В кабинете Твеленева действительно «все было готово»: на заваленном бумагами огромном письменном столе с краешку размещались два хрустальных стаканчика, тарелочка с неопределимой беглым взглядом снедью и бумажные салфетки.
Не успел Мерин расположиться в знакомом уже кресле, как в комнате возник сам хозяин, ни в каком приближении не похожий на человека, минутами назад встретившего гостя в дверях: лицо его было занято радужной улыбкой, руки — початой бутылкой водки.

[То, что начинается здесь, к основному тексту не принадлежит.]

//! Integration Tests: Users API
//!
//! Exercises the account endpoints against a real database.
//!
//! Coverage:
//! - Signup (201 with echoed attributes, 422 field errors)
//! - Self-info and public profile reads
//! - Profile update validation
//! - Account deletion
//! - Search by username / full name substring
//! - Auth token issuance invariants
//!
//! Architecture:
//! - Uses testcontainers for PostgreSQL
//! - Drives the real route tree through actix_web::test

mod common;

use actix_web::test;
use common::{register_user, register_user_full, setup_test_db, test_photo_store};
use serde_json::{json, Value};

macro_rules! init_app {
    ($pool:expr, $store:expr) => {
        test::init_service(
            actix_web::App::new()
                .app_data(actix_web::web::Data::new($pool.clone()))
                .app_data(actix_web::web::Data::new($store.clone()))
                .wrap(photogram_service::middleware::TokenAuthMiddleware)
                .configure(photogram_service::handlers::configure),
        )
        .await
    };
}

#[actix_web::test]
#[ignore] // Run manually: cargo test --test users_api_test -- --ignored
async fn create_user_returns_201_with_echoed_email() {
    let pool = setup_test_db().await.expect("test db");
    let store = test_photo_store();
    let app = init_app!(pool, store);

    let user = register_user(&app, "alice@example.com", Some("alice")).await;

    assert_eq!(user["email"], "alice@example.com");
    assert_eq!(user["username"], "alice");
    assert!(user["auth_token"].as_str().is_some_and(|t| !t.is_empty()));
}

#[actix_web::test]
#[ignore]
async fn create_user_without_email_returns_field_errors() {
    let pool = setup_test_db().await.expect("test db");
    let store = test_photo_store();
    let app = init_app!(pool, store);

    let req = test::TestRequest::post()
        .uri("/api/v1/users")
        .set_json(json!({ "user": { "username": "noemail" } }))
        .to_request();

    let resp = test::call_service(&app, req).await;
    assert_eq!(resp.status(), 422);

    let body: Value = test::read_body_json(resp).await;
    let email_errors = body["errors"]["email"].as_array().expect("email errors");
    assert!(email_errors.contains(&json!("can't be blank")));
}

#[actix_web::test]
#[ignore]
async fn self_returns_token_owner() {
    let pool = setup_test_db().await.expect("test db");
    let store = test_photo_store();
    let app = init_app!(pool, store);

    let user = register_user(&app, "owner@example.com", Some("owner")).await;
    let token = user["auth_token"].as_str().unwrap();

    let req = test::TestRequest::get()
        .uri("/api/v1/users/self")
        .insert_header(("Authorization", token))
        .to_request();

    let resp = test::call_service(&app, req).await;
    assert_eq!(resp.status(), 200);

    let body: Value = test::read_body_json(resp).await;
    assert_eq!(body["user"]["email"], "owner@example.com");
}

#[actix_web::test]
#[ignore]
async fn self_without_token_is_unauthorized() {
    let pool = setup_test_db().await.expect("test db");
    let store = test_photo_store();
    let app = init_app!(pool, store);

    let req = test::TestRequest::get()
        .uri("/api/v1/users/self")
        .to_request();

    let resp = test::call_service(&app, req).await;
    assert_eq!(resp.status(), 401);
}

#[actix_web::test]
#[ignore]
async fn show_user_requires_no_auth() {
    let pool = setup_test_db().await.expect("test db");
    let store = test_photo_store();
    let app = init_app!(pool, store);

    let user = register_user(&app, "pub@example.com", Some("pubuser")).await;
    let id = user["id"].as_str().unwrap();

    let req = test::TestRequest::get()
        .uri(&format!("/api/v1/users/{}", id))
        .to_request();

    let resp = test::call_service(&app, req).await;
    assert_eq!(resp.status(), 200);

    let body: Value = test::read_body_json(resp).await;
    assert_eq!(body["user"]["email"], "pub@example.com");
    // The bearer credential never leaks on public profiles
    assert!(body["user"]["auth_token"].is_null());
}

#[actix_web::test]
#[ignore]
async fn update_with_malformed_email_returns_invalid() {
    let pool = setup_test_db().await.expect("test db");
    let store = test_photo_store();
    let app = init_app!(pool, store);

    let user = register_user(&app, "update@example.com", Some("updater")).await;
    let id = user["id"].as_str().unwrap();
    let token = user["auth_token"].as_str().unwrap();

    let req = test::TestRequest::patch()
        .uri(&format!("/api/v1/users/{}", id))
        .insert_header(("Authorization", token))
        .set_json(json!({ "user": { "email": "invalidemail.org" } }))
        .to_request();

    let resp = test::call_service(&app, req).await;
    assert_eq!(resp.status(), 422);

    let body: Value = test::read_body_json(resp).await;
    let email_errors = body["errors"]["email"].as_array().expect("email errors");
    assert!(email_errors.contains(&json!("is invalid")));
}

#[actix_web::test]
#[ignore]
async fn update_changes_email_and_keeps_token() {
    let pool = setup_test_db().await.expect("test db");
    let store = test_photo_store();
    let app = init_app!(pool, store);

    let user = register_user(&app, "old@example.com", Some("renamer")).await;
    let id = user["id"].as_str().unwrap();
    let token = user["auth_token"].as_str().unwrap().to_string();

    let req = test::TestRequest::patch()
        .uri(&format!("/api/v1/users/{}", id))
        .insert_header(("Authorization", token.clone()))
        .set_json(json!({ "user": { "email": "newemail@example.com" } }))
        .to_request();

    let resp = test::call_service(&app, req).await;
    assert_eq!(resp.status(), 200);

    let body: Value = test::read_body_json(resp).await;
    assert_eq!(body["user"]["email"], "newemail@example.com");

    // The original token still authenticates: it was never regenerated
    let req = test::TestRequest::get()
        .uri("/api/v1/users/self")
        .insert_header(("Authorization", token))
        .to_request();
    let resp = test::call_service(&app, req).await;
    assert_eq!(resp.status(), 200);
}

#[actix_web::test]
#[ignore]
async fn update_other_account_is_forbidden() {
    let pool = setup_test_db().await.expect("test db");
    let store = test_photo_store();
    let app = init_app!(pool, store);

    let victim = register_user(&app, "victim@example.com", Some("victim")).await;
    let attacker = register_user(&app, "attacker@example.com", Some("attacker")).await;

    let req = test::TestRequest::patch()
        .uri(&format!("/api/v1/users/{}", victim["id"].as_str().unwrap()))
        .insert_header(("Authorization", attacker["auth_token"].as_str().unwrap()))
        .set_json(json!({ "user": { "email": "stolen@example.com" } }))
        .to_request();

    let resp = test::call_service(&app, req).await;
    assert_eq!(resp.status(), 403);
}

#[actix_web::test]
#[ignore]
async fn delete_returns_204_with_empty_body() {
    let pool = setup_test_db().await.expect("test db");
    let store = test_photo_store();
    let app = init_app!(pool, store);

    let user = register_user(&app, "gone@example.com", Some("goner")).await;
    let id = user["id"].as_str().unwrap();
    let token = user["auth_token"].as_str().unwrap();

    let req = test::TestRequest::delete()
        .uri(&format!("/api/v1/users/{}", id))
        .insert_header(("Authorization", token))
        .to_request();

    let resp = test::call_service(&app, req).await;
    assert_eq!(resp.status(), 204);

    let body = test::read_body(resp).await;
    assert!(body.is_empty());
}

#[actix_web::test]
#[ignore]
async fn search_matches_username_and_full_name() {
    let pool = setup_test_db().await.expect("test db");
    let store = test_photo_store();
    let app = init_app!(pool, store);

    let searcher = register_user(&app, "searcher@example.com", Some("searcher")).await;
    register_user_full(&app, "u1@example.com", Some("xmichael_scott"), None, false).await;
    register_user_full(&app, "u2@example.com", None, Some("Michael"), false).await;
    register_user_full(&app, "u3@example.com", Some("boris_99"), None, false).await;

    let req = test::TestRequest::get()
        .uri("/api/v1/users/search?query=michael")
        .insert_header(("Authorization", searcher["auth_token"].as_str().unwrap()))
        .to_request();

    let resp = test::call_service(&app, req).await;
    assert_eq!(resp.status(), 200);

    let body: Value = test::read_body_json(resp).await;
    assert_eq!(body["users"].as_array().unwrap().len(), 2);
}

#[actix_web::test]
#[ignore]
async fn auth_tokens_are_unique_across_users() {
    let pool = setup_test_db().await.expect("test db");
    let store = test_photo_store();
    let app = init_app!(pool, store);

    let a = register_user(&app, "a@example.com", Some("user_a")).await;
    let b = register_user(&app, "b@example.com", Some("user_b")).await;

    let token_a = a["auth_token"].as_str().unwrap();
    let token_b = b["auth_token"].as_str().unwrap();
    assert_ne!(token_a, token_b);
    assert_eq!(token_a.len(), 24);
}

#[actix_web::test]
#[ignore]
async fn bearer_prefix_is_accepted() {
    let pool = setup_test_db().await.expect("test db");
    let store = test_photo_store();
    let app = init_app!(pool, store);

    let user = register_user(&app, "bearer@example.com", Some("bearer_fan")).await;
    let token = user["auth_token"].as_str().unwrap();

    let req = test::TestRequest::get()
        .uri("/api/v1/users/self")
        .insert_header(("Authorization", format!("Bearer {}", token)))
        .to_request();

    let resp = test::call_service(&app, req).await;
    assert_eq!(resp.status(), 200);
}

#[actix_web::test]
#[ignore]
async fn unknown_token_is_rejected() {
    let pool = setup_test_db().await.expect("test db");
    let store = test_photo_store();
    let app = init_app!(pool, store);

    let req = test::TestRequest::get()
        .uri("/api/v1/users/self")
        .insert_header(("Authorization", "definitely-not-a-real-token"))
        .to_request();

    let resp = test::call_service(&app, req).await;
    assert_eq!(resp.status(), 401);
}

— Ну, рассказывайте, что случилось? Заставлять ждать больного — не гуманно, а я… — он неожиданно принял позу декламатора и процитировал: — «Друг мой, друг мой, я очень и очень болен! Сам не знаю, откуда взялась эта боль…» Есенина уважаете? Его не убили, я в этом почти уверен, ему просто жить надоело. Он заболел желанием не жить. — Марат Антонович наполнил свой стаканчик, сказал утвердительно: «Вам я не наливаю, вы на работе».
— Совершенно верно, — улыбнулся Мерин, вспомнив свой предыдущий приход.

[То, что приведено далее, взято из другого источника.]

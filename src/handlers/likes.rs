/// Like handlers
use crate::db::like_repo;
use crate::error::Result;
use crate::handlers::PaginationParams;
use crate::middleware::UserId;
use crate::services::{PhotoStore, PostService};
use actix_web::{web, HttpResponse};
use serde::Serialize;
use sqlx::PgPool;
use uuid::Uuid;

#[derive(Debug, Serialize)]
pub struct LikeStatusResponse {
    pub post_id: Uuid,
    pub like_count: i64,
    pub likers: Vec<Uuid>,
}

/// POST /api/v1/posts/{post_id}/like
pub async fn like_post(
    pool: web::Data<PgPool>,
    photos: web::Data<PhotoStore>,
    path: web::Path<Uuid>,
    user_id: UserId,
) -> Result<HttpResponse> {
    let service = PostService::new((**pool).clone(), (**photos).clone());
    service.like_post(*path, user_id.0).await?;

    Ok(HttpResponse::Created().json(serde_json::json!({
        "post_id": *path,
        "liked": true,
    })))
}

/// DELETE /api/v1/posts/{post_id}/like
pub async fn unlike_post(
    pool: web::Data<PgPool>,
    photos: web::Data<PhotoStore>,
    path: web::Path<Uuid>,
    user_id: UserId,
) -> Result<HttpResponse> {
    let service = PostService::new((**pool).clone(), (**photos).clone());
    let removed = service.unlike_post(*path, user_id.0).await?;

    if removed {
        Ok(HttpResponse::NoContent().finish())
    } else {
        Ok(HttpResponse::NotFound().finish())
    }
}

/// GET /api/v1/posts/{post_id}/likes
pub async fn get_post_likes(
    pool: web::Data<PgPool>,
    path: web::Path<Uuid>,
    query: web::Query<PaginationParams>,
) -> Result<HttpResponse> {
    let post_id = *path;
    let like_count = like_repo::count_likes_by_post(&pool, post_id).await?;
    let likers = like_repo::get_post_likers(&pool, post_id, query.limit, query.offset)
        .await?
        .into_iter()
        .map(|like| like.user_id)
        .collect();

    Ok(HttpResponse::Ok().json(LikeStatusResponse {
        post_id,
        like_count,
        likers,
    }))
}
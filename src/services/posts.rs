//! Post service - creation pipeline, reads, and deletion
//!
//! Post creation runs an explicit pipeline: validate, store the photo,
//! insert the post row, then persist extracted tags and attach the location.
//! The tag and location steps happen after the insert commits and are not
//! rolled back on failure; a post can exist without its tags.

use crate::db::{comment_repo, like_repo, location_repo, post_repo, tagging_repo};
use crate::error::{AppError, Result};
use crate::models::{Location, Post, TaggableRef};
use crate::services::photos::PhotoStore;
use crate::services::tags;
use crate::validators;
use serde::Deserialize;
use sqlx::PgPool;
use uuid::Uuid;
use validator::ValidationErrors;

/// Optional venue payload accompanying a post creation request
#[derive(Debug, Clone, Deserialize)]
pub struct LocationParams {
    pub venue_id: String,
    pub latitude: Option<f64>,
    pub longitude: Option<f64>,
    pub name: Option<String>,
}

/// A post together with its presentation state
#[derive(Debug, Clone)]
pub struct PostDetails {
    pub post: Post,
    pub tags: Vec<String>,
    pub like_count: i64,
    pub comment_count: i64,
    pub location: Option<Location>,
}

pub struct PostService {
    pool: PgPool,
    photos: PhotoStore,
}

impl PostService {
    pub fn new(pool: PgPool, photos: PhotoStore) -> Self {
        Self { pool, photos }
    }

    /// Create a post: store the photo, insert the row, then run the tag and
    /// location side effects.
    pub async fn create_post(
        &self,
        user_id: Uuid,
        caption: Option<&str>,
        photo: Option<&str>,
        location: Option<LocationParams>,
    ) -> Result<PostDetails> {
        let mut errors = ValidationErrors::new();
        validators::check_presence(&mut errors, "caption", caption);
        validators::check_presence(&mut errors, "photo", photo);
        if !errors.is_empty() {
            return Err(errors.into());
        }

        let caption = caption.unwrap_or_default();
        let photo_key = match self.photos.store_base64(photo.unwrap_or_default()).await {
            Ok(key) => key,
            Err(AppError::BadRequest(_)) => {
                let mut errors = ValidationErrors::new();
                errors.add("photo", validators::invalid_error());
                return Err(errors.into());
            }
            Err(other) => return Err(other),
        };

        let post = post_repo::create_post(&self.pool, user_id, caption, &photo_key).await?;

        // Explicit post-save pipeline steps, in caller-visible order.
        let taggable = TaggableRef::post(post.id);
        tags::persist_tags(&self.pool, taggable, caption).await?;
        let attached = self.attach_location(post.id, location).await?;

        let tags = tagging_repo::get_tags(&self.pool, taggable).await?;

        Ok(PostDetails {
            post,
            tags,
            like_count: 0,
            comment_count: 0,
            location: attached,
        })
    }

    /// Find or create the venue's location row and link the post to it.
    /// Absent params are a successful no-op.
    pub async fn attach_location(
        &self,
        post_id: Uuid,
        params: Option<LocationParams>,
    ) -> Result<Option<Location>> {
        let Some(params) = params else {
            return Ok(None);
        };

        let location = match location_repo::find_by_venue_id(&self.pool, &params.venue_id).await? {
            Some(existing) => existing,
            None => {
                location_repo::create_location(
                    &self.pool,
                    &params.venue_id,
                    params.latitude,
                    params.longitude,
                    params.name.as_deref(),
                )
                .await?
            }
        };

        location_repo::link_post(&self.pool, post_id, location.id).await?;

        Ok(Some(location))
    }

    /// Get a post with its tags, counts, and location
    pub async fn get_post(&self, post_id: Uuid) -> Result<Option<PostDetails>> {
        let Some(post) = post_repo::find_post_by_id(&self.pool, post_id).await? else {
            return Ok(None);
        };

        Ok(Some(self.load_details(post).await?))
    }

    /// Get a user's posts, newest first
    pub async fn get_user_posts(
        &self,
        user_id: Uuid,
        limit: i64,
        offset: i64,
    ) -> Result<Vec<PostDetails>> {
        let posts = post_repo::find_posts_by_user(&self.pool, user_id, limit, offset).await?;
        self.load_details_batch(posts).await
    }

    /// Get the public feed: posts whose owner is not private, newest first
    pub async fn get_public_posts(&self, limit: i64, offset: i64) -> Result<Vec<PostDetails>> {
        let posts = post_repo::find_public_posts(&self.pool, limit, offset).await?;
        self.load_details_batch(posts).await
    }

    /// Get the posts a user has liked, most recently liked first
    pub async fn get_liked_posts(
        &self,
        user_id: Uuid,
        limit: i64,
        offset: i64,
    ) -> Result<Vec<PostDetails>> {
        let posts = post_repo::find_liked_posts(&self.pool, user_id, limit, offset).await?;
        self.load_details_batch(posts).await
    }

    /// Delete a post owned by the given user
    pub async fn delete_post(&self, post_id: Uuid, user_id: Uuid) -> Result<bool> {
        Ok(post_repo::delete_post(&self.pool, post_id, user_id).await?)
    }

    /// Like a post. A duplicate like surfaces as a conflict.
    pub async fn like_post(&self, post_id: Uuid, user_id: Uuid) -> Result<()> {
        if post_repo::find_post_by_id(&self.pool, post_id).await?.is_none() {
            return Err(AppError::NotFound("post not found".to_string()));
        }

        match like_repo::create_like(&self.pool, post_id, user_id).await {
            Ok(_) => Ok(()),
            Err(err) => match AppError::from(err) {
                AppError::Conflict(_) => {
                    Err(AppError::Conflict("post already liked".to_string()))
                }
                other => Err(other),
            },
        }
    }

    /// Remove a like from a post
    pub async fn unlike_post(&self, post_id: Uuid, user_id: Uuid) -> Result<bool> {
        Ok(like_repo::delete_like(&self.pool, post_id, user_id).await?)
    }

    /// Whether the user has liked the post
    pub async fn liked_by_user(&self, post_id: Uuid, user_id: Uuid) -> Result<bool> {
        Ok(like_repo::find_like(&self.pool, post_id, user_id)
            .await?
            .is_some())
    }

    /// Like count, computed on demand (no counter column)
    pub async fn like_count(&self, post_id: Uuid) -> Result<i64> {
        Ok(like_repo::count_likes_by_post(&self.pool, post_id).await?)
    }

    async fn load_details(&self, post: Post) -> Result<PostDetails> {
        let taggable = TaggableRef::post(post.id);
        let tags = tagging_repo::get_tags(&self.pool, taggable).await?;
        let like_count = like_repo::count_likes_by_post(&self.pool, post.id).await?;
        let comment_count = comment_repo::count_comments_by_post(&self.pool, post.id).await?;
        let location = location_repo::find_by_post(&self.pool, post.id).await?;

        Ok(PostDetails {
            post,
            tags,
            like_count,
            comment_count,
            location,
        })
    }

    async fn load_details_batch(&self, posts: Vec<Post>) -> Result<Vec<PostDetails>> {
        let mut details = Vec::with_capacity(posts.len());
        for post in posts {
            details.push(self.load_details(post).await?);
        }
        Ok(details)
    }
}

— Итак, на чем мы в прошлый раз остановились, мой молодой благодетель? — Он смачно, с удовольствием крякнул, зацепил щепотку чего-то с тарелочки, величественно переместился в кресле. — Если мне не изменяет память, мы споткнулись на родословной Антона: чей он сын. Правильно?
— Вроде да… — неуверенно протянул Сева.
— Да не вроде, а именно на этом мы и споткнулись. Скажу откровенно, чтобы к этому не возвращаться: он сын меня и Лерика, то есть я хочу сказать — мой. А Герочка не мой, но он больше мой, чем мой. Я понятно говорю?